[Description of the task]
Your output should be the lines of the data that follow, reproduced exactly from the first through the line bearing "of colors, row-major".

* * *

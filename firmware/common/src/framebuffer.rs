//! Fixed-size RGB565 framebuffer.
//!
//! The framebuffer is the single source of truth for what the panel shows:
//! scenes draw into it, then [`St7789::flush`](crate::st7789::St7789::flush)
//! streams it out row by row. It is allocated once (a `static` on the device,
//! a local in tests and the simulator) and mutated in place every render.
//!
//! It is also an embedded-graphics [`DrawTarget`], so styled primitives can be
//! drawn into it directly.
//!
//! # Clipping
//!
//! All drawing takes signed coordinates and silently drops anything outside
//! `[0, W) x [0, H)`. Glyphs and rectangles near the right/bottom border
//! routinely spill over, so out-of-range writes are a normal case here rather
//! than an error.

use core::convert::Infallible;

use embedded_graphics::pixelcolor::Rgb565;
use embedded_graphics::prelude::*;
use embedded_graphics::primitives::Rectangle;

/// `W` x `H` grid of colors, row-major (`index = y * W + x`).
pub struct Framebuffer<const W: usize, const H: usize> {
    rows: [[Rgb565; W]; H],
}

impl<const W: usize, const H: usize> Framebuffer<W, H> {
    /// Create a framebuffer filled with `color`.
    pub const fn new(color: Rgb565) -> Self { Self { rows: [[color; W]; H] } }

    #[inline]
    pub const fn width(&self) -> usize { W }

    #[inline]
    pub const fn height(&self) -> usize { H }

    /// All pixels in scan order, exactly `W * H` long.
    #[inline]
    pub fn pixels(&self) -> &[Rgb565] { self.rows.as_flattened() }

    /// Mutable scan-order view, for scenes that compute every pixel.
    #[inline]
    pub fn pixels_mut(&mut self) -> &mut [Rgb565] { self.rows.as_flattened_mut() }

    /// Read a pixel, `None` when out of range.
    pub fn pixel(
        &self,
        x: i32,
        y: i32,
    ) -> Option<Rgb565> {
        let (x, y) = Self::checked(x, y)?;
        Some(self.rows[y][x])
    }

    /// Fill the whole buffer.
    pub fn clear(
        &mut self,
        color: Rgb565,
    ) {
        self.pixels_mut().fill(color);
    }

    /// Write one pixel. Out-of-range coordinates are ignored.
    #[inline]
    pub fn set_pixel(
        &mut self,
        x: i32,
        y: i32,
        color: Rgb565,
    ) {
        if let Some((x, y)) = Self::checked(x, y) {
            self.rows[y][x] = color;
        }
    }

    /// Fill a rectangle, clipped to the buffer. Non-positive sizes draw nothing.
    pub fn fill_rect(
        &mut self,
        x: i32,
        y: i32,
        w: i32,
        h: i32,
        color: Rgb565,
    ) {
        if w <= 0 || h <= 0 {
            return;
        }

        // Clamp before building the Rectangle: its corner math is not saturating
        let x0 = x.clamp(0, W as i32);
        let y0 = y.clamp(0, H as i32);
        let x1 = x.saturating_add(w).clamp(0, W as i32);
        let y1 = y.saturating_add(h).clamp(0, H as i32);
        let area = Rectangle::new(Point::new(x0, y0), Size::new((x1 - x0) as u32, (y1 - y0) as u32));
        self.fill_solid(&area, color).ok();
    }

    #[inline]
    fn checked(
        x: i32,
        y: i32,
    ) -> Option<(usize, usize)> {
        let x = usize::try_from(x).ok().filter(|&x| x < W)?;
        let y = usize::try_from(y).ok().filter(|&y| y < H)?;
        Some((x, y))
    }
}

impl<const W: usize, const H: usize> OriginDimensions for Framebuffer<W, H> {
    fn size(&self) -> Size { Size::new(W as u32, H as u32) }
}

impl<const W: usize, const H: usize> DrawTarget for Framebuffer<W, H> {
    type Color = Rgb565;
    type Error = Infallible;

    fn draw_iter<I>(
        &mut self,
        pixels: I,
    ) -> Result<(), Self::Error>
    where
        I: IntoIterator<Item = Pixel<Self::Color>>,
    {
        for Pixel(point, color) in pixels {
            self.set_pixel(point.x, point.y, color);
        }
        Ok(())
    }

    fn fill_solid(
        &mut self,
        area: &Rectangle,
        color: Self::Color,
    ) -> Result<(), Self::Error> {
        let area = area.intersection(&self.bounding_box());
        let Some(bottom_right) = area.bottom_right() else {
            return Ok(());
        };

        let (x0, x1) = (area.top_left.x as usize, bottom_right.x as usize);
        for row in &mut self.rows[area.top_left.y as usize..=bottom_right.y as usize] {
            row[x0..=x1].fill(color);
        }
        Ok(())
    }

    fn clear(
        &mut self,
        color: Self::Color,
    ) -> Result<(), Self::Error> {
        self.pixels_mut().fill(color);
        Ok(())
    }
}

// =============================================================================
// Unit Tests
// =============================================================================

* * *

[Written solution]
filename firmware/common/src/framebuffer.rs
//! Fixed-size RGB565 framebuffer.
//!
//! The framebuffer is the single source of truth for what the panel shows:
//! scenes draw into it, then [`St7789::flush`](crate::st7789::St7789::flush)
//! streams it out row by row. It is allocated once (a `static` on the device,
//! a local in tests and the simulator) and mutated in place every render.
//!
//! It is also an embedded-graphics [`DrawTarget`], so styled primitives can be
//! drawn into it directly.
//!
//! # Clipping
//!
//! All drawing takes signed coordinates and silently drops anything outside
//! `[0, W) x [0, H)`. Glyphs and rectangles near the right/bottom border
//! routinely spill over, so out-of-range writes are a normal case here rather
//! than an error.

use core::convert::Infallible;

use embedded_graphics::pixelcolor::Rgb565;
use embedded_graphics::prelude::*;
use embedded_graphics::primitives::Rectangle;

/// `W` x `H` grid of colors, row-major (`index = y * W + x`).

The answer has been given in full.